The action also helps the movie into the realm of enjoyable with high-octane set pieces that lead to completely predictable character moments. Swords swing. Bullets fly. Vehicles blow up. Tuesday in Marvel-land. And I really enjoyed Ms. Beetz as Domino, a mutant with the ability to manipulate luck while wise-cracking with the best of them.

Now for the modest pill lurking under this funny movie. Mister Brolin didn’t quite get the same handle on Cable as he gloriously did for Thanos in the other movie. But, he helped things along as a capable straight man for Mr. Reynolds’ Deadpool and as the ally he didn’t need to be on his best game.

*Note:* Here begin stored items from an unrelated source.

//! Configuration file handling for taxman.
//!
//! The configuration file is stored at `$TAXMAN_HOME/config.json` and holds the locations of the
//! expenses backend and the identity provider, plus a few behavioral switches.

use crate::{utils, Result};
use anyhow::{bail, Context};
use serde::{Deserialize, Serialize};
use std::path::{Path, PathBuf};
use std::time::Duration;
use url::Url;

const APP_NAME: &str = "taxman";
const CONFIG_VERSION: u8 = 1;
const SECRETS: &str = ".secrets";
const SESSION_JSON: &str = "session.json";
const CONFIG_JSON: &str = "config.json";

pub const DEFAULT_API_URL: &str = "http://localhost:3001";
pub const DEFAULT_AUTH_URL: &str = "http://localhost:54321";
pub const DEFAULT_EMAIL_REDIRECT_TO: &str = "http://localhost:3000/auth/callback";

/// The remote services taxman talks to. Anything left as `None` takes its default.
#[derive(Debug, Default, Clone, Eq, PartialEq)]
pub struct Endpoints {
    pub api_url: Option<String>,
    pub auth_url: Option<String>,
    pub anon_key: Option<String>,
    pub email_redirect_to: Option<String>,
}

/// The `Config` object represents the configuration of the app. You instantiate it by providing
/// the path to `$TAXMAN_HOME` and from there it loads `$TAXMAN_HOME/config.json`.
#[derive(Debug, Clone)]
pub struct Config {
    root: PathBuf,
    secrets: PathBuf,
    config_path: PathBuf,
    config_file: ConfigFile,
}

impl Config {
    /// Creates the data directory, its `.secrets` subdirectory and an initial `config.json`.
    ///
    /// # Errors
    /// - Returns an error if any URL in `endpoints` is malformed or any file operation fails.
    pub async fn create(dir: impl Into<PathBuf>, endpoints: Endpoints) -> Result<Self> {
        let config_file = ConfigFile::from_endpoints(endpoints);
        config_file.validate()?;

        let maybe_relative = dir.into();
        utils::make_dir(&maybe_relative)
            .await
            .context("Unable to create the taxman home directory")?;
        let root = utils::canonicalize(&maybe_relative).await?;

        let secrets = root.join(SECRETS);
        utils::make_dir(&secrets).await?;

        let config_path = root.join(CONFIG_JSON);
        config_file.save(&config_path).await?;

        Ok(Self {
            root,
            secrets,
            config_path,
            config_file,
        })
    }

    /// This will
    /// - validate that `taxman_home` and the config file exist
    /// - load and validate the config file
    /// - return the loaded configuration object
    pub async fn load(taxman_home: impl Into<PathBuf>) -> Result<Self> {
        let maybe_relative = taxman_home.into();
        if !maybe_relative.is_dir() {
            bail!(
                "The taxman home directory '{}' does not exist, run 'taxman init' first",
                maybe_relative.display()
            )
        }
        let root = utils::canonicalize(&maybe_relative).await?;

        let config_path = root.join(CONFIG_JSON);
        if !config_path.is_file() {
            bail!("The config file is missing '{}'", config_path.display())
        }
        let config_file = ConfigFile::load(&config_path).await?;

        let secrets = root.join(SECRETS);
        utils::make_dir(&secrets).await?;

        Ok(Self {
            root,
            secrets,
            config_path,
            config_file,
        })
    }

    pub fn root(&self) -> &Path {
        &self.root
    }

    pub fn config_path(&self) -> &Path {
        &self.config_path
    }

    pub fn secrets(&self) -> &Path {
        &self.secrets
    }

    pub fn api_url(&self) -> &str {
        &self.config_file.api_url
    }

    pub fn auth_url(&self) -> &str {
        &self.config_file.auth_url
    }

    pub fn anon_key(&self) -> &str {
        &self.config_file.anon_key
    }

    pub fn email_redirect_to(&self) -> &str {
        &self.config_file.email_redirect_to
    }

    pub fn auto_sign_in_after_sign_up(&self) -> bool {
        self.config_file.auto_sign_in_after_sign_up
    }

    pub fn request_timeout(&self) -> Option<Duration> {
        self.config_file.request_timeout_secs.map(Duration::from_secs)
    }

    /// Returns the stored `session_path` if it is absolute, otherwise resolves the relative path.
    pub fn session_path(&self) -> PathBuf {
        let p = self.config_file.session_path();
        if p.is_absolute() {
            return p;
        }
        self.root.join(p)
    }
}

/// Represents the serialization and deserialization format of the configuration file.
///
/// Example configuration:
/// ```json
/// {
///   "app_name": "taxman",
///   "config_version": 1,
///   "api_url": "http://localhost:3001",
///   "auth_url": "https://abcdefghijklmnop.supabase.co",
///   "anon_key": "eyJhbGciOiJIUzI1NiIsInR5cCI6IkpXVCJ9...",
///   "email_redirect_to": "http://localhost:3000/auth/callback",
///   "auto_sign_in_after_sign_up": true
/// }
/// ```
#[derive(Debug, Clone, Serialize, Deserialize, PartialEq)]
struct ConfigFile {
    /// Application name, should always be "taxman"
    app_name: String,

    /// Configuration file version
    config_version: u8,

    /// Base URL of the expenses backend
    #[serde(default = "default_api_url")]
    api_url: String,

    /// Base URL of the identity provider
    #[serde(default = "default_auth_url")]
    auth_url: String,

    /// Public (anon) API key sent to the identity provider
    #[serde(default)]
    anon_key: String,

    /// Where the verification email links back to after sign-up
    #[serde(default = "default_email_redirect_to")]
    email_redirect_to: String,

    /// Whether sign-up immediately signs in with the same credentials, before the email address
    /// has been verified
    #[serde(default = "default_true")]
    auto_sign_in_after_sign_up: bool,

    /// Path to the session file (optional, relative to `$TAXMAN_HOME` or absolute).
    /// Defaults to $TAXMAN_HOME/.secrets/session.json if not specified
    #[serde(default, skip_serializing_if = "Option::is_none")]
    session_path: Option<PathBuf>,

    /// Per-request timeout. No timeout when absent.
    #[serde(default, skip_serializing_if = "Option::is_none")]
    request_timeout_secs: Option<u64>,
}

fn default_api_url() -> String {
    DEFAULT_API_URL.to_string()
}

fn default_auth_url() -> String {
    DEFAULT_AUTH_URL.to_string()
}

fn default_email_redirect_to() -> String {
    DEFAULT_EMAIL_REDIRECT_TO.to_string()
}

fn default_true() -> bool {
    true
}

impl Default for ConfigFile {
    fn default() -> Self {
        Self::from_endpoints(Endpoints::default())
    }
}

impl ConfigFile {
    fn from_endpoints(endpoints: Endpoints) -> Self {
        Self {
            app_name: APP_NAME.to_string(),
            config_version: CONFIG_VERSION,
            api_url: endpoints.api_url.unwrap_or_else(default_api_url),
            auth_url: endpoints.auth_url.unwrap_or_else(default_auth_url),
            anon_key: endpoints.anon_key.unwrap_or_default(),
            email_redirect_to: endpoints
                .email_redirect_to
                .unwrap_or_else(default_email_redirect_to),
            auto_sign_in_after_sign_up: true,
            session_path: None,
            request_timeout_secs: None,
        }
    }

    /// Loads a ConfigFile from the specified path.
    ///
    /// # Errors
    /// Returns an error if the file cannot be read or parsed, or fails validation
    async fn load(path: impl AsRef<Path>) -> Result<Self> {
        let path = path.as_ref();
        let config: ConfigFile = utils::deserialize(path).await?;
        config.validate()?;
        Ok(config)
    }

    /// Saves the ConfigFile to the specified path.
    async fn save(&self, path: impl AsRef<Path>) -> Result<()> {
        let p = path.as_ref();
        let data = serde_json::to_string_pretty(self).context("Unable to serialize config")?;
        utils::write(p, data)
            .await
            .context("Unable to write config file")
    }

    fn validate(&self) -> Result<()> {
        anyhow::ensure!(
            self.app_name == APP_NAME,
            "Invalid app_name in config file: expected '{}', got '{}'",
            APP_NAME,
            self.app_name
        );
        anyhow::ensure!(
            self.config_version == CONFIG_VERSION,
            "Unsupported config_version {}, expected {}",
            self.config_version,
            CONFIG_VERSION
        );
        Url::parse(&self.api_url)
            .with_context(|| format!("Invalid api_url '{}'", self.api_url))?;
        Url::parse(&self.auth_url)
            .with_context(|| format!("Invalid auth_url '{}'", self.auth_url))?;
        Ok(())
    }

    /// Gets the session path. If None, defaults to .secrets/session.json
    fn session_path(&self) -> PathBuf {
        self.session_path
            .clone()
            .unwrap_or_else(|| PathBuf::from(SECRETS).join(SESSION_JSON))
    }
}
pub type Error = anyhow::Error;
pub type Result<T> = std::result::Result<T, Error>;

/// A failure reported by an identity provider call.
///
/// The split matters to the auth flow: provider rejections are shown to the user verbatim, while
/// anything unexpected is logged and replaced with a generic message.
#[derive(Debug, thiserror::Error)]
pub enum IdentityError {
    /// The provider understood the request and refused it, e.g. invalid credentials or an
    /// already-registered email.
    #[error("{message}")]
    Provider { message: String },

    /// Transport failures, unreadable responses and local I/O problems.
    #[error(transparent)]
    Unexpected(#[from] anyhow::Error),
}

impl IdentityError {
    pub fn provider(message: impl Into<String>) -> Self {
        Self::Provider {
            message: message.into(),
        }
    }
}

Another minor annoyance was that either the sound mix was slightly off or the crowd with whom I saw the show laughed too hard that I think I missed a few references and jokes. I guess these couple/three moments will be revealed when I buy the disk in a few months.

Usually, I don’t write directly about the mid-credits sequences in Marvel/X-Men films, as that would spoil the fun and surprise. But, there is no way I can avoid how hilarious these sequences were, especially the second big one where Negasonic Teenage Warhead (Brianna Hildebrand) and her girlfriend, Yukio (Shioli Kutsuna), fix Cable’s time device and sneak it into Deadpool’s grubby mitts. Deadpool uses this device to save Vanessa and…

Shoot the original version of the Deadpool character from X-Men Origins: Wolverine. Shoot Ryan Reynolds, himself, for even daring to consider the script for Green Lantern. And also save one of the throwaway characters dead in the HALO jump. I laughed hysterically.

Pretty much for a solid fun time watching goofy characters say filthy jokes and not care about cliché, you can’t go far wrong with Deadpool 2.